Filo or phyllo is a very thin unleavened dough used for making pastries such as baklava and börek in Middle Eastern and Balkan cuisines. Filo-based pastries are made by layering many sheets of filo brushed with oil or butter; the pastry is then baked.

Name and etymology

The name filo (phonetic) or phyllo (transliteration) comes from Greek  'leaf'. In Arabic, it is called ruqaq or ruqaqat"; in Morocco, warqa (). In Turkish, it is called  'thin', a word which is also used for a kind of thin unleavened bread.Türk Dil Kurumu, Büyük Türkçe Sözlük search form  The Albanian flia also may be named for fije/fli 'sheet, leaf'.

History
The origin of the practice of stretching raw dough into paper-thin sheets is unclear, with many cultures claiming credit.

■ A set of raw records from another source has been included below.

//! 消息类型定义
//!
//! 两个方向的命令都以序号作为帧状态码，参数按固定顺序排列。

use serde::{Deserialize, Serialize};

use crate::codec::Frame;
use crate::error::{ProtocolError, Result};
use crate::piece::Color;

/// 玩家 ID（客户端提供的不透明字符串）
pub type PlayerId = String;

/// 对局 ID
pub type GameId = String;

/// 询问玩家 ID 的菜单文本
pub const USER_INFORMATION_MENU: &str = "USER_INFORMATION 0: <id>";

/// 询问反向连接地址的菜单文本
pub const CONNECTION_INFORMATION_MENU: &str = "CONNECTION_INFORMATION 0: <ip>,<port>";

/// 错误码定义
#[derive(Debug, Clone, Copy, PartialEq, Eq, Hash, Serialize, Deserialize)]
#[repr(u32)]
pub enum ErrorCode {
    /// 对局不存在或已失效
    Game = 1,
    /// 玩家身份/座位错误
    Player = 2,
    /// 非法走法
    IllegalMove = 3,
    /// 结构化数据（JSON）错误
    StructuredData = 4,
    /// 传输层/IO 错误
    Transport = 5,
}

impl ErrorCode {
    pub fn as_u32(&self) -> u32 {
        *self as u32
    }

    pub fn from_u32(code: u32) -> Option<Self> {
        match code {
            1 => Some(ErrorCode::Game),
            2 => Some(ErrorCode::Player),
            3 => Some(ErrorCode::IllegalMove),
            4 => Some(ErrorCode::StructuredData),
            5 => Some(ErrorCode::Transport),
            _ => None,
        }
    }
}

impl std::fmt::Display for ErrorCode {
    fn fmt(&self, f: &mut std::fmt::Formatter<'_>) -> std::fmt::Result {
        write!(f, "{:?}({})", self, self.as_u32())
    }
}

/// 客户端发送给服务端的命令
#[derive(Debug, Clone, PartialEq, Eq)]
pub enum ClientCommand {
    /// 走棋
    MovePiece {
        game_id: GameId,
        from_x: i32,
        from_y: i32,
        to_x: i32,
        to_y: i32,
        /// 升变目标，空字符串表示默认（后）
        promotion: String,
    },
    /// 获取棋盘快照
    GetBoard { game_id: GameId },
    /// 创建对局
    CreateGame { color: Color },
    /// 加入对局
    JoinGame { game_id: GameId },
    /// 离开对局
    LeaveGame { game_id: GameId },
    /// 结束连接
    EndConnection,
}

impl ClientCommand {
    pub const MOVE_PIECE: u32 = 0;
    pub const GET_BOARD: u32 = 1;
    pub const CREATE_GAME: u32 = 2;
    pub const JOIN_GAME: u32 = 3;
    pub const LEAVE_GAME: u32 = 4;
    pub const END_CONNECTION: u32 = 5;

    /// 菜单帧中列出的所有命令
    const MENU: [(&'static str, u32, &'static str); 6] = [
        (
            "MOVE_PIECE",
            Self::MOVE_PIECE,
            "<gameId>,<fromX>,<fromY>,<toX>,<toY>,<promotion>",
        ),
        ("GET_BOARD", Self::GET_BOARD, "<gameId>"),
        ("CREATE_GAME", Self::CREATE_GAME, "<color>"),
        ("JOIN_GAME", Self::JOIN_GAME, "<gameId>"),
        ("LEAVE_GAME", Self::LEAVE_GAME, "<gameId>"),
        ("END_CONNECTION", Self::END_CONNECTION, ""),
    ];

    /// 状态码（命令序号）
    pub fn code(&self) -> u32 {
        match self {
            ClientCommand::MovePiece { .. } => Self::MOVE_PIECE,
            ClientCommand::GetBoard { .. } => Self::GET_BOARD,
            ClientCommand::CreateGame { .. } => Self::CREATE_GAME,
            ClientCommand::JoinGame { .. } => Self::JOIN_GAME,
            ClientCommand::LeaveGame { .. } => Self::LEAVE_GAME,
            ClientCommand::EndConnection => Self::END_CONNECTION,
        }
    }

    /// 是否需要先完成玩家身份握手
    pub fn needs_player(&self) -> bool {
        !matches!(
            self,
            ClientCommand::GetBoard { .. } | ClientCommand::EndConnection
        )
    }

    /// 服务端在读取请求前发送的菜单文本
    pub fn menu() -> String {
        menu_text(&Self::MENU)
    }

    pub fn to_frame(&self) -> Frame {
        match self {
            ClientCommand::MovePiece {
                game_id,
                from_x,
                from_y,
                to_x,
                to_y,
                promotion,
            } => Frame::new(
                self.code(),
                [
                    game_id.clone(),
                    from_x.to_string(),
                    from_y.to_string(),
                    to_x.to_string(),
                    to_y.to_string(),
                    promotion.clone(),
                ],
            ),
            ClientCommand::GetBoard { game_id }
            | ClientCommand::JoinGame { game_id }
            | ClientCommand::LeaveGame { game_id } => Frame::new(self.code(), [game_id.clone()]),
            ClientCommand::CreateGame { color } => Frame::new(self.code(), [color.wire_name()]),
            ClientCommand::EndConnection => Frame::bare(self.code()),
        }
    }

    pub fn from_frame(frame: &Frame) -> Result<Self> {
        let command = match frame.code {
            Self::MOVE_PIECE => ClientCommand::MovePiece {
                game_id: frame.arg(0)?.to_string(),
                from_x: int_arg(frame, 1)?,
                from_y: int_arg(frame, 2)?,
                to_x: int_arg(frame, 3)?,
                to_y: int_arg(frame, 4)?,
                // 旧客户端可能省略升变参数
                promotion: frame.args.get(5).cloned().unwrap_or_default(),
            },
            Self::GET_BOARD => ClientCommand::GetBoard {
                game_id: frame.arg(0)?.to_string(),
            },
            Self::CREATE_GAME => {
                let raw = frame.arg(0)?;
                let color = Color::from_wire(raw)
                    .ok_or_else(|| ProtocolError::framing(format!("unknown color: {raw:?}")))?;
                ClientCommand::CreateGame { color }
            }
            Self::JOIN_GAME => ClientCommand::JoinGame {
                game_id: frame.arg(0)?.to_string(),
            },
            Self::LEAVE_GAME => ClientCommand::LeaveGame {
                game_id: frame.arg(0)?.to_string(),
            },
            Self::END_CONNECTION => ClientCommand::EndConnection,
            other => {
                return Err(ProtocolError::framing(format!(
                    "unknown command code {other}"
                )))
            }
        };
        Ok(command)
    }
}

/// 走棋后推送给双方的棋盘增量
#[derive(Debug, Clone, PartialEq, Eq, Serialize, Deserialize)]
#[serde(rename_all = "camelCase")]
pub struct GameUpdate {
    pub from_x: i32,
    pub from_y: i32,
    pub to_x: i32,
    pub to_y: i32,
    /// 实际执行的升变类型，无升变时为空
    pub promotion_figure: String,
    pub game_over: bool,
    /// 局面状态描述（将军、将死等），无则为空
    pub message: String,
}

/// 服务端通过反向连接推送给客户端的命令
#[derive(Debug, Clone, PartialEq, Eq)]
pub enum PushCommand {
    /// 棋盘更新
    UpdateGame(GameUpdate),
    /// 文本通知
    ReceiveMessage(String),
    /// 对局开始
    StartGame,
    /// 存活探测
    StillAlive,
    /// 关闭推送通道
    EndConnection,
}

impl PushCommand {
    pub const UPDATE_GAME: u32 = 0;
    pub const RECEIVE_MESSAGE: u32 = 1;
    pub const START_GAME: u32 = 2;
    pub const STILL_ALIVE: u32 = 3;
    pub const END_CONNECTION: u32 = 4;

    const MENU: [(&'static str, u32, &'static str); 5] = [
        ("UPDATE_GAME", Self::UPDATE_GAME, "<json>"),
        ("RECEIVE_MESSAGE", Self::RECEIVE_MESSAGE, "<message>"),
        ("START_GAME", Self::START_GAME, ""),
        ("STILL_ALIVE", Self::STILL_ALIVE, ""),
        ("END_CONNECTION", Self::END_CONNECTION, ""),
    ];

    pub fn code(&self) -> u32 {
        match self {
            PushCommand::UpdateGame(_) => Self::UPDATE_GAME,
            PushCommand::ReceiveMessage(_) => Self::RECEIVE_MESSAGE,
            PushCommand::StartGame => Self::START_GAME,
            PushCommand::StillAlive => Self::STILL_ALIVE,
            PushCommand::EndConnection => Self::END_CONNECTION,
        }
    }

    /// 客户端推送线程在读取推送前发送的菜单文本
    pub fn menu() -> String {
        menu_text(&Self::MENU)
    }

    pub fn to_frame(&self) -> Result<Frame> {
        let frame = match self {
            PushCommand::UpdateGame(update) => {
                Frame::new(self.code(), [serde_json::to_string(update)?])
            }
            PushCommand::ReceiveMessage(text) => Frame::new(self.code(), [text.clone()]),
            PushCommand::StartGame | PushCommand::StillAlive | PushCommand::EndConnection => {
                Frame::bare(self.code())
            }
        };
        Ok(frame)
    }

    pub fn from_frame(frame: &Frame) -> Result<Self> {
        let command = match frame.code {
            Self::UPDATE_GAME => PushCommand::UpdateGame(serde_json::from_str(frame.arg(0)?)?),
            Self::RECEIVE_MESSAGE => PushCommand::ReceiveMessage(frame.message()),
            Self::START_GAME => PushCommand::StartGame,
            Self::STILL_ALIVE => PushCommand::StillAlive,
            Self::END_CONNECTION => PushCommand::EndConnection,
            other => {
                return Err(ProtocolError::framing(format!(
                    "unknown push code {other}"
                )))
            }
        };
        Ok(command)
    }
}

fn int_arg(frame: &Frame, index: usize) -> Result<i32> {
    let raw = frame.arg(index)?;
    raw.trim()
        .parse()
        .map_err(|_| ProtocolError::framing(format!("argument #{index} is not an integer: {raw:?}")))
}

fn menu_text(entries: &[(&str, u32, &str)]) -> String {
    entries
        .iter()
        .map(|(name, code, args)| format!("{name} - {code}:{args} ; "))
        .collect()
}

#[cfg(test)]
mod tests {
    use super::*;

    #[test]
    fn test_client_command_frame() {
        let cmd = ClientCommand::MovePiece {
            game_id: "ABC123".to_string(),
            from_x: 4,
            from_y: 6,
            to_x: 4,
            to_y: 4,
            promotion: String::new(),
        };
        let frame = cmd.to_frame();
        assert_eq!(frame.code, 0);
        assert_eq!(frame.args, vec!["ABC123", "4", "6", "4", "4", ""]);

        let line = frame.encode().unwrap();
        let decoded = ClientCommand::from_frame(&Frame::decode(&line).unwrap()).unwrap();
        assert_eq!(decoded, cmd);
    }

    #[test]
    fn test_create_game_color() {
        let frame = Frame::new(2, ["black"]);
        assert_eq!(
            ClientCommand::from_frame(&frame).unwrap(),
            ClientCommand::CreateGame { color: Color::Black }
        );

        let frame = Frame::new(2, ["GREEN"]);
        assert!(ClientCommand::from_frame(&frame).is_err());
    }

    #[test]
    fn test_bad_client_frames() {
        assert!(ClientCommand::from_frame(&Frame::bare(42)).is_err());
        assert!(ClientCommand::from_frame(&Frame::bare(3)).is_err());
        assert!(ClientCommand::from_frame(&Frame::new(0, ["ID", "x", "6", "4", "4"])).is_err());
        assert_eq!(
            ClientCommand::from_frame(&Frame::bare(5)).unwrap(),
            ClientCommand::EndConnection
        );
    }

    #[test]
    fn test_needs_player() {
        assert!(ClientCommand::CreateGame { color: Color::White }.needs_player());
        assert!(!ClientCommand::GetBoard {
            game_id: "X".to_string()
        }
        .needs_player());
        assert!(!ClientCommand::EndConnection.needs_player());
    }

    #[test]
    fn test_menu_text() {
        let menu = ClientCommand::menu();
        assert!(menu.starts_with("MOVE_PIECE - 0:"));
        assert!(menu.contains("END_CONNECTION - 5: ; "));

        let menu = PushCommand::menu();
        assert!(menu.contains("STILL_ALIVE - 3: ; "));
    }

    #[test]
    fn test_update_game_json() {
        let update = GameUpdate {
            from_x: 4,
            from_y: 6,
            to_x: 4,
            to_y: 4,
            promotion_figure: String::new(),
            game_over: false,
            message: String::new(),
        };
        let json = serde_json::to_value(&update).unwrap();
        assert_eq!(json["fromX"], 4);
        assert_eq!(json["toY"], 4);
        assert_eq!(json["gameOver"], false);
        assert_eq!(json["promotionFigure"], "");

        let frame = PushCommand::UpdateGame(update.clone()).to_frame().unwrap();
        let line = frame.encode().unwrap();
        let decoded = PushCommand::from_frame(&Frame::decode(&line).unwrap()).unwrap();
        assert_eq!(decoded, PushCommand::UpdateGame(update));
    }

    #[test]
    fn test_push_bad_json() {
        let frame = Frame::new(0, ["{not json"]);
        assert!(matches!(
            PushCommand::from_frame(&frame),
            Err(ProtocolError::Json(_))
        ));
    }

    #[test]
    fn test_error_code_values() {
        assert_eq!(ErrorCode::Game.as_u32(), 1);
        assert_eq!(ErrorCode::Transport.as_u32(), 5);
        assert_eq!(ErrorCode::from_u32(4), Some(ErrorCode::StructuredData));
        assert_eq!(ErrorCode::from_u32(0), None);
        assert_eq!(ErrorCode::from_u32(999), None);
    }
}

Some claim it may be derived from the Greeks; Homer's Odyssey, written around 800 BC, mentions thin breads sweetened with walnuts and honey. In the fifth century BC, Philoxenos states in his poem "Dinner" that, in the final drinking course of a meal, hosts would prepare and serve cheesecake made with milk and honey that was baked into a pie.

Others claim it originates with the Turks; the 11th-century Dīwān Lughāt al-Turk by Mahmud Kashgari records the meaning of yurgha, an archaic term for yufka, as "pleated or folded bread".  Filo is documented in the Topkapı Palace in the Ottoman period.

Preparation

Filo dough is made with flour, water and a small amount of oil. Homemade filo takes time and skill, requiring progressive rolling and stretching to a single thin and very large sheet. A very big table is used, preferably with a marble top. If the dough is stretched by hand, a long, thin rolling pin is used, with continual flouring between layers to prevent the sheets from sticking to one another. In modern times, mechanical rollers are also used. Prior to World War I, households in Istanbul typically had two filo makers to prepare razor thin sheets for baklava, and the relatively thicker sheets used for börek. Fresh and frozen versions are prepared for commercial markets.

Use

When using filo to make pastries, the thin layers are made by first rolling out the sheets of dough to the final thickness, then brushing them with oil, or melted butter for some desserts, and stacking them. This contrasts with puff pastry and croissant doughs, where the layers are stacked into a thick layer of dough, then folded and rolled out multiple times to produce a laminated dough containing thin layers of dough and fat.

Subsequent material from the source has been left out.